"Man, but it was a long time since he'd been on Earth!"
-Poul Anderson, Cold Victory (New York, 1982), p. 119.
Anderson's character does not mention "The Green Hills of Earth" but could have done especially since this phrase was not original with Heinlein. The song is mentioned in a much later "high frontier" story by Larry Niven and Jerry Pournelle. That story is in our future so its characters could have been quoting Heinlein.
The interplanetary period of Anderson's Psychotechnic History is like the "Green Hills of Earth" period of Heinlein's Future History transposed to a nearby timeline. Both fictitious histories have:
hard sf treatment of interplanetary flight;
Luna City;
a future Revolution on Earth;
an oppressive colonial regime overthrown on Venus;
colonized asteroids;
the peace guarded by monopolized nuclear weapons (the Patrol/the Guard);
an interstellar generation ship;
psychodynamics;
longevity;
off-stage Martians;
a later period of faster than light interstellar travel.
Heinlein, implausibly, has several other intelligent species within the Solar System but keeps them also off-stage so that the main impression generated is that of a realistic account of near future space travel by human beings.

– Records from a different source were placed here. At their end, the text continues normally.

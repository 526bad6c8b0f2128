//! Host capabilities the search engine depends on.
//!
//! The engine never touches a concrete text structure. Instead the host injects:
//!
//! - a [`SegmentRepository`], which enumerates the document's text segments and performs the
//!   structural rewrites (segment → fragments, marks → plain text), and
//! - a [`SearchSurface`], which owns presentation: the search box, region emphasis, scrolling.
//!
//! [`Document`](crate::Document) implements both for in-memory text and is what tests and the TUI
//! demo use.

use crate::config::SearchBoxConfig;
use thiserror::Error;

/// Identifier of a text segment.
///
/// Ids are stable while the segment is unmodified. Once a segment has been rewritten (or merged
/// during normalization) its id no longer resolves.
#[derive(Debug, Clone, Copy, PartialEq, Eq, PartialOrd, Ord, Hash)]
pub struct SegmentId(pub u64);

/// Identifier of a single-character highlight region produced by
/// [`SegmentRepository::replace_segment`].
#[derive(Debug, Clone, Copy, PartialEq, Eq, PartialOrd, Ord, Hash)]
pub struct RegionId(pub u64);

/// One piece of the sequence that replaces a highlighted segment.
#[derive(Debug, Clone, PartialEq, Eq)]
pub enum Fragment {
    /// Unmarked text.
    Text(String),
    /// A single marked character; becomes a region.
    Mark(char),
}

/// Visual treatment of a highlight region.
#[derive(Debug, Clone, Copy, PartialEq, Eq, Hash, Default)]
pub enum Emphasis {
    /// Region belongs to a match that is not selected.
    #[default]
    Inactive,
    /// Region belongs to the currently selected match.
    Active,
}

/// How a scroll should be animated.
#[derive(Debug, Clone, Copy, PartialEq, Eq)]
pub enum ScrollBehavior {
    /// Jump immediately.
    Instant,
    /// Animate the scroll, if the host supports it.
    Smooth,
}

/// Where the target should land in the viewport.
#[derive(Debug, Clone, Copy, PartialEq, Eq)]
pub enum ScrollAlign {
    /// Align the target with the top of the viewport.
    Start,
    /// Center the target vertically.
    Center,
    /// Align the target with the bottom of the viewport.
    End,
}

/// Scroll request passed to [`SearchSurface::scroll_into_view`].
#[derive(Debug, Clone, Copy, PartialEq, Eq)]
pub struct ScrollIntoView {
    /// Animation behavior.
    pub behavior: ScrollBehavior,
    /// Vertical alignment.
    pub align: ScrollAlign,
}

impl ScrollIntoView {
    /// Smooth scroll that centers the target; used for the selected match.
    pub const CENTERED: Self = Self {
        behavior: ScrollBehavior::Smooth,
        align: ScrollAlign::Center,
    };
}

/// Errors reported by a [`SegmentRepository`].
#[derive(Debug, Clone, PartialEq, Eq, Error)]
pub enum RepositoryError {
    /// The id does not resolve to a node (stale or never issued).
    #[error("unknown segment {0:?}")]
    UnknownSegment(SegmentId),

    /// The id resolves to a node that does not carry text.
    #[error("segment {0:?} is not a text node")]
    NotText(SegmentId),
}

/// Access to the document's text segments and the structural edits highlighting needs.
pub trait SegmentRepository {
    /// Current text segments in document order.
    ///
    /// Must reflect the structure as it is *now*; callers never reuse ids across passes.
    fn text_segments(&self) -> Vec<SegmentId>;

    /// Raw text of a segment.
    fn segment_text(&self, segment: SegmentId) -> Result<&str, RepositoryError>;

    /// Replace `segment` in its container with `fragments`, in order.
    ///
    /// Returns one region id per [`Fragment::Mark`], in fragment order. On error the document is
    /// left untouched.
    fn replace_segment(
        &mut self,
        segment: SegmentId,
        fragments: Vec<Fragment>,
    ) -> Result<Vec<RegionId>, RepositoryError>;

    /// Turn every region back into plain text and merge adjacent text runs.
    ///
    /// Returns the number of regions reverted. Calling this with no regions present is a no-op.
    fn revert_marks(&mut self) -> usize;
}

/// Presentation operations the search controller drives.
pub trait SearchSurface {
    /// Create the search input box. Only called when [`has_search_box`](Self::has_search_box)
    /// returns `false`.
    fn create_search_box(&mut self, placement: &SearchBoxConfig);

    /// Whether a search input box currently exists.
    fn has_search_box(&self) -> bool;

    /// Move input focus to the search box.
    fn focus_search_box(&mut self);

    /// Remove the search box, if present.
    fn remove_search_box(&mut self);

    /// Apply a visual treatment to a region. Unknown regions are ignored.
    fn set_emphasis(&mut self, region: RegionId, emphasis: Emphasis);

    /// Scroll a region into view. Unknown regions are ignored.
    fn scroll_into_view(&mut self, region: RegionId, scroll: ScrollIntoView);
}

/// Convenience bound for hosts that provide both capabilities.
pub trait SearchHost: SegmentRepository + SearchSurface {}

impl<T: SegmentRepository + SearchSurface> SearchHost for T {}
use fuzzy_find_core::{MatchIndex, MatchRecord, RegionId};

fn index_with(count: u64) -> MatchIndex {
    let mut index = MatchIndex::new();
    for i in 0..count {
        index.push(MatchRecord::new(vec![RegionId(i * 2), RegionId(i * 2 + 1)]));
    }
    index
}

#[test]
fn test_empty_index_navigation_is_noop() {
    let mut index = MatchIndex::new();
    assert_eq!(index.select_next(), None);
    assert_eq!(index.select_previous(), None);
    assert_eq!(index.current_index(), None);
    assert!(index.current().is_none());
}

#[test]
fn test_next_and_previous_wrap() {
    let mut index = index_with(3);
    assert!(index.select(0));

    assert_eq!(index.select_next(), Some(1));
    assert_eq!(index.select_next(), Some(2));
    assert_eq!(index.select_next(), Some(0));

    assert_eq!(index.select_previous(), Some(2));
    assert_eq!(index.select_previous(), Some(1));
}

#[test]
fn test_navigation_is_cyclic_for_every_start() {
    for count in 1..=5u64 {
        let mut index = index_with(count);
        for start in 0..count as usize {
            index.select(start);
            for _ in 0..count {
                index.select_next();
            }
            assert_eq!(index.current_index(), Some(start));
            for _ in 0..count {
                index.select_previous();
            }
            assert_eq!(index.current_index(), Some(start));
        }
    }
}

#[test]
fn test_navigation_without_selection() {
    let mut index = index_with(4);
    assert_eq!(index.select_next(), Some(0));

    let mut index = index_with(4);
    assert_eq!(index.select_previous(), Some(3));
}

#[test]
fn test_select_out_of_range_and_clear() {
    let mut index = index_with(2);
    assert!(!index.select(2));
    assert_eq!(index.current_index(), None);

    index.select(1);
    assert_eq!(
        index.current().and_then(MatchRecord::first_region),
        Some(RegionId(2))
    );

    index.clear();
    assert!(index.is_empty());
    assert_eq!(index.current_index(), None);
}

He sets several of his stories in Luna City, giving the future a daily life, as someone said, whereas Anderson concentrates more on the political conflicts leading to the Humanist Revolution and its aftermath.
4 comments:
Kaor, Paul!
Not quite on topic, but your mention of Larry Niven reminds me of how Greg Bear cameos that writer in THE FORGE OF GOD as "Lawrence van Cott." Niven's full and complete name is Lawrence van Cott Niven. I don't think Bear alludes to his father in law in FORGE, however. But an "Acknowledgment" at the end of the novel thanks PA for assisting Bear in writing the book.
Sean
Sean,
Welcome back and thank you for all your comments since your return from Hawaii. I have been spending less time online, therefore concentrating on adding posts.
Greg Bear is quoted praising Blish on the front and back of ASK.
Paul.
Kaor, Paul!
I checked my paperback copies of the ASK books, but they did not have any blurbs by Greg Bear. Since these were printed in 1980 or 1982, I don't think that's too surprising. Greg Bear was still a fairly new writer only beginning to make his mark in those years. So he would not yet be asked very often to offer his opinions of many books by other authors.
Sean
Sean,
I refer only to the one-volume ASK.
Paul.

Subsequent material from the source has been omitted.